The Spoils of the Dead

Shara quickly glanced around the rest of the hangar. While it looked deserted, and Valkyr hadn't chimed her in to any other movement, Shara's military training wouldn't let her lose control of her immediate tactical situation.

Shara's armor whirred, the servos allowing her to carry the nearly 500 pounds of ballistic plates and mechanisms within easily. While it was obviously worse for wear after the destruction of her ship, and the subsequent escape pod debacle, it still functioned near flawlessly. Shara quickly ran through her suit's diagnostics after her combat, and checked her magazine wells on her twin-railed rifle. Slotting in a new, charged battery, and dropping out and replacing the railspike magazine took her, on average, 15 seconds. Less than that if she used the suit's assistance. However, not feeling under any immediate threat, she took the time to do it herself, saving the suit's assistance first or a time when it may actually save her life. Finally, after checking her air supply, she set off into the hangar, it's sleek, flat metal floor clanging under her boots. She walked up to the now disarmed gladiator, as it lay sparking on the floor. It still attempted to move, but it's power core seemingly couldn't supply enough energy to allow it to function with it's current limb assortment. Which was not many. With it's right arm sheared off, now laying on the floor, and it's left in a state of non-functionality, it was a sad sight. Giving it a quick glance, Shara could see where the power conduits led to, and while it lay dying on the floor, she unclipped her pistol from her holster.

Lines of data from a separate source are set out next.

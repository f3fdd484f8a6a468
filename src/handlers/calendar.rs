use std::sync::Arc;

use axum::extract::{Path, State};
use axum::http::header;
use axum::response::{IntoResponse, Response};

use crate::errors::AppError;
use crate::services::calendar;
use crate::state::AppState;

// GET /calendar/:booking_id — serves the booking as a downloadable .ics
// so the admin can drop it into any calendar app.
pub async fn download_ics(
    State(state): State<Arc<AppState>>,
    Path(booking_id): Path<String>,
) -> Result<Response, AppError> {
    let id = booking_id.strip_suffix(".ics").unwrap_or(&booking_id);

    let booking = state
        .repo
        .fetch_booking(id)?
        .ok_or_else(|| AppError::NotFound(format!("booking {id}")))?;

    let ics = calendar::generate_ics(&booking)
        .map_err(|e| AppError::Validation(format!("booking has no usable date/time: {e}")))?;

    Ok((
        [
            (header::CONTENT_TYPE, "text/calendar; charset=utf-8"),
            (
                header::CONTENT_DISPOSITION,
                "attachment; filename=\"booking.ics\"",
            ),
        ],
        ics,
    )
        .into_response())
}
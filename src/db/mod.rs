pub mod migrations;
pub mod queries;

use anyhow::Context;
use rusqlite::Connection;

pub fn init_db(path: &str) -> anyhow::Result<Connection> {
    let conn = Connection::open(path).context("failed to open database")?;

    conn.execute_batch("PRAGMA journal_mode=WAL; PRAGMA foreign_keys=ON;")
        .context("failed to set database pragmas")?;

    migrations::run_migrations(&conn)?;

    Ok(conn)
}
use std::sync::Arc;

use axum::extract::State;
use axum::Json;
use serde::Deserialize;

use crate::errors::AppError;
use crate::services;
use crate::state::AppState;

#[derive(Deserialize)]
pub struct LoginRequest {
    pub email: String,
    pub password: String,
}

// POST /api/login
pub async fn login(
    State(state): State<Arc<AppState>>,
    Json(body): Json<LoginRequest>,
) -> Result<Json<serde_json::Value>, AppError> {
    let email = body.email.trim();
    let password = body.password.trim();

    if email.is_empty() || password.is_empty() {
        return Err(AppError::Validation(
            "email and password are required".to_string(),
        ));
    }

    if email != state.config.admin_email || password != state.config.admin_password {
        tracing::warn!(email, "rejected login attempt");
        return Err(AppError::Unauthorized);
    }

    let token = services::auth::issue_token(
        &state.config.session_secret,
        email,
        state.config.session_ttl_minutes,
    );
    Ok(Json(serde_json::json!({ "token": token })))
}
use std::sync::{Arc, Mutex};

use rusqlite::Connection;

use crate::config::AppConfig;
use crate::models::Notification;
use crate::repository::BookingRepository;
use crate::services::dashboard::DashboardState;
use crate::services::details::DetailsState;
use crate::services::notifier::NotificationSink;
use crate::services::schedule::ScheduleState;

pub struct AppState {
    pub config: AppConfig,
    pub repo: Arc<BookingRepository>,
    pub dashboard: DashboardState,
    pub details: DetailsState,
    pub schedule: Mutex<ScheduleState>,
    pub notifier: Box<dyn NotificationSink>,
    pub notifications: Mutex<Vec<Notification>>,
}

impl AppState {
    pub fn new(
        config: AppConfig,
        conn: Connection,
        notifier: Box<dyn NotificationSink>,
    ) -> anyhow::Result<Self> {
        let repo = Arc::new(BookingRepository::new(Arc::new(Mutex::new(conn))));
        let dashboard = DashboardState::new(&repo)?;
        let details = DetailsState::new(Arc::clone(&repo), config.owner_name.clone());
        let schedule = Mutex::new(ScheduleState::new(Arc::clone(&repo)));

        Ok(Self {
            config,
            repo,
            dashboard,
            details,
            schedule,
            notifier,
            notifications: Mutex::new(Vec::new()),
        })
    }
}
use std::sync::Arc;

use axum::extract::State;
use axum::http::HeaderMap;
use axum::Json;

use crate::errors::AppError;
use crate::models::Notification;
use crate::state::AppState;

use super::check_auth;

// GET /api/notifications — most recent first.
pub async fn list(
    State(state): State<Arc<AppState>>,
    headers: HeaderMap,
) -> Result<Json<Vec<Notification>>, AppError> {
    check_auth(&headers, &state.config)?;

    let mut notifications = state.notifications.lock().unwrap().clone();
    notifications.reverse();
    Ok(Json(notifications))
}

She aimed at the power conduits, and fired. Sparks shot out from the cabling, as she watched where the round had landed catch fire. The gladiator had been defeated, and the coliseum had a new champion.

A very, very stuck champion.

Shit.

Shara glanced around the hangar, looking to see some sort of hull, some sort of way out. She didn't see any, but now that she wasn't deftly focusing on her fight, she began to notice other things. Of probably the most note was the bodies strewn around the hangar. While they had certainly been dead a very long time before Shara had gotten here, the dry, desiccating atmosphere of the planet had drawn all the moisture from them, leaving them as dry as an Ivokan mummy. Shara imagined that they would crumble if she so much as touched them, not that she wanted to. She felt it was disrespectful to move them from their final rest unless it was absolutely necessary.

Continuing to pace through the cavernous hangar, she began to let her mind wander. She hadn't ran into anything besides the light mech and the skeletons, which weren't really moving, at least yet. Shara considered the threat of her imminent death by skeletons to be at most, minimal. Not that she imagined they would hold much threat in their current state, even without her armor on.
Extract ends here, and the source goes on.